AP managed to post an article analyzing the Presidential debate before said debate had a chance to happen. It’s like a Daily Show routine, only 15% less funny.
Annatopia has pics of the hastily withdrawn AP article.
Update: Democratic Underground has the text of the article here.
In comments, Tracy says this seems pretty inocuous and was probably just a webmonkey’s error. Well, yes…except the article is written in the past tense. “President Bush and challenger John Kerry got their chance to face each other directly Thursday night.” (The DU posting on the article points out several more sentences in the past tense.) The article was posted five hours before the debate began.
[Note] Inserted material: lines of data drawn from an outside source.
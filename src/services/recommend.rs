//! Threshold rules over aggregated sleep statistics.
//!
//! Rules are independent and evaluated in a fixed sequence; any subset may
//! fire. A rule whose input is absent is skipped without error.

use serde::Serialize;

use crate::services::patterns::ScheduleVariance;

/// Average sleep below this many hours (trailing 30 days) triggers the
/// duration rule.
pub const MIN_SLEEP_DURATION_HOURS: f64 = 7.0;

#[derive(Debug, Clone, Copy, Serialize, PartialEq, Eq)]
#[serde(rename_all = "snake_case")]
pub enum RecommendationKind {
    ScheduleConsistency,
    WakeupConsistency,
    SleepDuration,
}

#[derive(Debug, Clone, Copy, Serialize, PartialEq, Eq)]
#[serde(rename_all = "lowercase")]
pub enum Priority {
    High,
    Medium,
    Low,
}

#[derive(Debug, Serialize)]
pub struct Recommendation {
    #[serde(rename = "type")]
    pub kind: RecommendationKind,
    pub priority: Priority,
    pub message: String,
    pub suggestion: String,
}

pub fn sleep_recommendations(
    schedule: Option<&ScheduleVariance>,
    avg_sleep_duration: Option<f64>,
) -> Vec<Recommendation> {
    let mut recommendations = Vec::new();

    if let Some(variance) = schedule {
        if variance.bedtime_inconsistent() {
            recommendations.push(Recommendation {
                kind: RecommendationKind::ScheduleConsistency,
                priority: Priority::High,
                message: "Your bedtime varies significantly. Try to go to bed at the same time \
                          each night to regulate your internal clock."
                    .into(),
                suggestion: "Set a consistent bedtime and create a relaxing pre-sleep routine."
                    .into(),
            });
        }

        if variance.waketime_inconsistent() {
            recommendations.push(Recommendation {
                kind: RecommendationKind::WakeupConsistency,
                priority: Priority::High,
                message: "Your wake-up time varies significantly. Waking up at the same time \
                          daily helps regulate your sleep cycle."
                    .into(),
                suggestion: "Set a consistent wake-up time, even on weekends, and use an alarm \
                             if necessary."
                    .into(),
            });
        }
    }

    if let Some(avg) = avg_sleep_duration {
        if avg < MIN_SLEEP_DURATION_HOURS {
            recommendations.push(Recommendation {
                kind: RecommendationKind::SleepDuration,
                priority: Priority::High,
                message: "You might not be getting enough sleep. Most adults need 7-9 hours per \
                          night."
                    .into(),
                suggestion: "Aim for at least 7 hours of sleep each night. Consider adjusting \
                             your schedule to prioritize sleep."
                    .into(),
            });
        }
    }

    recommendations
}

#[cfg(test)]
mod tests {
    use super::*;

    fn variance(bed: f64, wake: f64) -> ScheduleVariance {
        ScheduleVariance {
            bedtime_stddev_minutes: bed,
            waketime_stddev_minutes: wake,
            sample_count: 10,
        }
    }

    #[test]
    fn no_data_means_no_recommendations() {
        assert!(sleep_recommendations(None, None).is_empty());
    }

    #[test]
    fn all_rules_can_fire_together_in_fixed_order() {
        let v = variance(90.0, 75.0);
        let recs = sleep_recommendations(Some(&v), Some(5.5));
        let kinds: Vec<_> = recs.iter().map(|r| r.kind).collect();
        assert_eq!(
            kinds,
            vec![
                RecommendationKind::ScheduleConsistency,
                RecommendationKind::WakeupConsistency,
                RecommendationKind::SleepDuration,
            ]
        );
        assert!(recs.iter().all(|r| r.priority == Priority::High));
    }

    #[test]
    fn rules_are_independent() {
        let v = variance(20.0, 90.0);
        let recs = sleep_recommendations(Some(&v), Some(8.0));
        assert_eq!(recs.len(), 1);
        assert_eq!(recs[0].kind, RecommendationKind::WakeupConsistency);
    }

    #[test]
    fn duration_at_threshold_does_not_fire() {
        let recs = sleep_recommendations(None, Some(MIN_SLEEP_DURATION_HOURS));
        assert!(recs.is_empty());
    }

    #[test]
    fn short_sleep_fires_without_schedule_data() {
        let recs = sleep_recommendations(None, Some(6.2));
        assert_eq!(recs.len(), 1);
        assert_eq!(recs[0].kind, RecommendationKind::SleepDuration);
    }
}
Why is this important? Because there are a lot of us who’d like to stop hearing about the So-Called Liberal Media (oft abbreviated SCLM), thank you very much.
Tracy says
Well, I went out and read the article screenshots. To me it reads like a preparatory article written ahead of time, and the actual content analyzing the debate was going to be added later. There isn’t anything in there about the actual content of the debate, just what people thought MIGHT be in it.
I think this was a webmonkey error. Somebody posted the unfinished article by mistake!
Rob R-H says
Well, of course it’s in past tense. Tracy’s right; this is clearly prep work, posted by accident. I’m sort of surprised that with all the shenanigans going on in both campaigns, THIS is the thing people are getting bent about. It’s going to be a long month.
cathy b says
Like what Tracy said, I bet they do a lot of pre-writing, framing out a story–of course you’d do it in the past tense–and have it ready for new info to go in.
But it does show a slant. And how often do such articles miss a focus on the important and unique content of a speech or event because the article already had other content that was covered in the pre-written piece? Sloppy and lazy is what it is.
What about this story about the Fox writer’s “joke”:
http://www.talkingpointsmemo.com/archives/week_2004_09_26.php#003555
(Huh–the preview of my comments didn’t leave paragraph breaks. Am I supposed to know a HTML line for this? I don’t.)